*** Input for this task ***
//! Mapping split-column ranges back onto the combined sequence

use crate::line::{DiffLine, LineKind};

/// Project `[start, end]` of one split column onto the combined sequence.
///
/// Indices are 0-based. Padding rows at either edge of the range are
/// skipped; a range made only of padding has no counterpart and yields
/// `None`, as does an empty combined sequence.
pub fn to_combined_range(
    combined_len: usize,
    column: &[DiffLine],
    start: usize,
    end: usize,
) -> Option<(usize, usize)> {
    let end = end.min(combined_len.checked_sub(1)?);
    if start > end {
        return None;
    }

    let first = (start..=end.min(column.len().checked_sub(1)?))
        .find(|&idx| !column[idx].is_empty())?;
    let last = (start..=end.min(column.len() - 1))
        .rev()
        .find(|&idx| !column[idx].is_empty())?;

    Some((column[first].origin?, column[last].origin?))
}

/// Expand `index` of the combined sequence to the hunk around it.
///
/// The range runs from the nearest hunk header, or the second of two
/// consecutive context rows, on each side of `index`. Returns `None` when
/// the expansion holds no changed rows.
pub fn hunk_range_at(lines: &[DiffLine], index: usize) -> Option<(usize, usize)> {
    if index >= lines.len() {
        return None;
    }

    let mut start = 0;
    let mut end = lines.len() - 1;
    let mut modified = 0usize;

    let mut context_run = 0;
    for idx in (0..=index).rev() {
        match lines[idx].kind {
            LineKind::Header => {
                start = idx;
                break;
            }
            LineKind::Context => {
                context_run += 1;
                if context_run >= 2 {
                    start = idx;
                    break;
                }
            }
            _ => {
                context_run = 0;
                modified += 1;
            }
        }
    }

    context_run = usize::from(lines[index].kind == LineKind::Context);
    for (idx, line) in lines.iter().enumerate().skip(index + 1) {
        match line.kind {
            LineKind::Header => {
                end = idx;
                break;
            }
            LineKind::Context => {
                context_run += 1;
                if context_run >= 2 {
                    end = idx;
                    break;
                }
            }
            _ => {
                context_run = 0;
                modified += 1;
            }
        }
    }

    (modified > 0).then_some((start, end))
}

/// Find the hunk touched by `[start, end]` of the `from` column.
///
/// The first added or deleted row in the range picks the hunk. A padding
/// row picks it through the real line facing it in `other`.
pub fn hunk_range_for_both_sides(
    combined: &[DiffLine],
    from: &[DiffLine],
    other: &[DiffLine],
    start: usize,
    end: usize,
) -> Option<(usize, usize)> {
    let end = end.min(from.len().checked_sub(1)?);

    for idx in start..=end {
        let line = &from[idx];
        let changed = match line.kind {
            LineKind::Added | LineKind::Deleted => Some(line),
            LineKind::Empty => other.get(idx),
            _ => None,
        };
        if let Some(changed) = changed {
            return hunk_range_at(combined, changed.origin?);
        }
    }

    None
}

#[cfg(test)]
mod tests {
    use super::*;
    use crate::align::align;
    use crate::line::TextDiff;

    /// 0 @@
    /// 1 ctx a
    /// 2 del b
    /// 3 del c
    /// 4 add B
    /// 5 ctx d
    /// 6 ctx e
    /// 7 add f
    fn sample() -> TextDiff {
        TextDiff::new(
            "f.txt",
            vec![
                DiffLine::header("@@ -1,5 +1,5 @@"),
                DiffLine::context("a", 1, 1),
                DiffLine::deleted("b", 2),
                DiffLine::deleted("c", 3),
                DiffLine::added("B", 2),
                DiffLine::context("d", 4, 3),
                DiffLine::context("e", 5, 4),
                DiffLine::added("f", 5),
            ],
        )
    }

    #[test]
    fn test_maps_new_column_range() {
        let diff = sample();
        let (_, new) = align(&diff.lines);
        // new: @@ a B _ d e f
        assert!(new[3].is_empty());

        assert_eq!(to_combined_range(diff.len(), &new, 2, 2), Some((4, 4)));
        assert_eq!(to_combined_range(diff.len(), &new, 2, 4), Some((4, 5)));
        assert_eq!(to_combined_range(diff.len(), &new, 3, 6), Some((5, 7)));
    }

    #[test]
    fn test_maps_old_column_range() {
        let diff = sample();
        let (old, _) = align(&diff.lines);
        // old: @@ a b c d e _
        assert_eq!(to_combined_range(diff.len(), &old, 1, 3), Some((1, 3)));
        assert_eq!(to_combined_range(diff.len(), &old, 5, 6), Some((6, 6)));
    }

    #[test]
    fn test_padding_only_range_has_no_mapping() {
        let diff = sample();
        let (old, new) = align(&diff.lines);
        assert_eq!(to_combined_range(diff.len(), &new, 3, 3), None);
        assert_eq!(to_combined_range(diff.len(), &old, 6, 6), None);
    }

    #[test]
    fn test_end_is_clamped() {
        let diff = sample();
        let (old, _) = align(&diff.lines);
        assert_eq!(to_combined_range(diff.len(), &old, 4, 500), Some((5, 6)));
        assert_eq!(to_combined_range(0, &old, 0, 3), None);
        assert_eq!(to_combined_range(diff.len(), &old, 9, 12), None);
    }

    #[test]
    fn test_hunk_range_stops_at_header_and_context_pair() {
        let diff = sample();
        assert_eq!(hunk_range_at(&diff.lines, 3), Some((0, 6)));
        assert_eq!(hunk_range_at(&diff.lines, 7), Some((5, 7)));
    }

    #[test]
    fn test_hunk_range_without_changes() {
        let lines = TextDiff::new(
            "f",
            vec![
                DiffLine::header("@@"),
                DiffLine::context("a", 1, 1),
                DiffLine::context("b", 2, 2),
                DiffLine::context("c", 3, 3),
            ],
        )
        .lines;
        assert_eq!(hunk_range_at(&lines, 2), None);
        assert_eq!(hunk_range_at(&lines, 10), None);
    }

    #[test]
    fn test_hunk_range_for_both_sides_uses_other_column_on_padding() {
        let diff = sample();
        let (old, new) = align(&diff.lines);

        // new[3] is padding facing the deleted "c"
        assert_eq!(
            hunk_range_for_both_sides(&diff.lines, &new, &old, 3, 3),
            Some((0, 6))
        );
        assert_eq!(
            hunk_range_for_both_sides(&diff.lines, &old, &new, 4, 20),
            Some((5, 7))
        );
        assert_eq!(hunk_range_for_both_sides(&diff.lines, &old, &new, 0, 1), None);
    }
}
*** End of Input for this task ***
### [What to work on]
Filter the records above and copy every line that contains the word "index".

### [Answer to the problem]
/// Expand `index` of the combined sequence to the hunk around it.
/// consecutive context rows, on each side of `index`. Returns `None` when
pub fn hunk_range_at(lines: &[DiffLine], index: usize) -> Option<(usize, usize)> {
    if index >= lines.len() {
    for idx in (0..=index).rev() {
    context_run = usize::from(lines[index].kind == LineKind::Context);
    for (idx, line) in lines.iter().enumerate().skip(index + 1) {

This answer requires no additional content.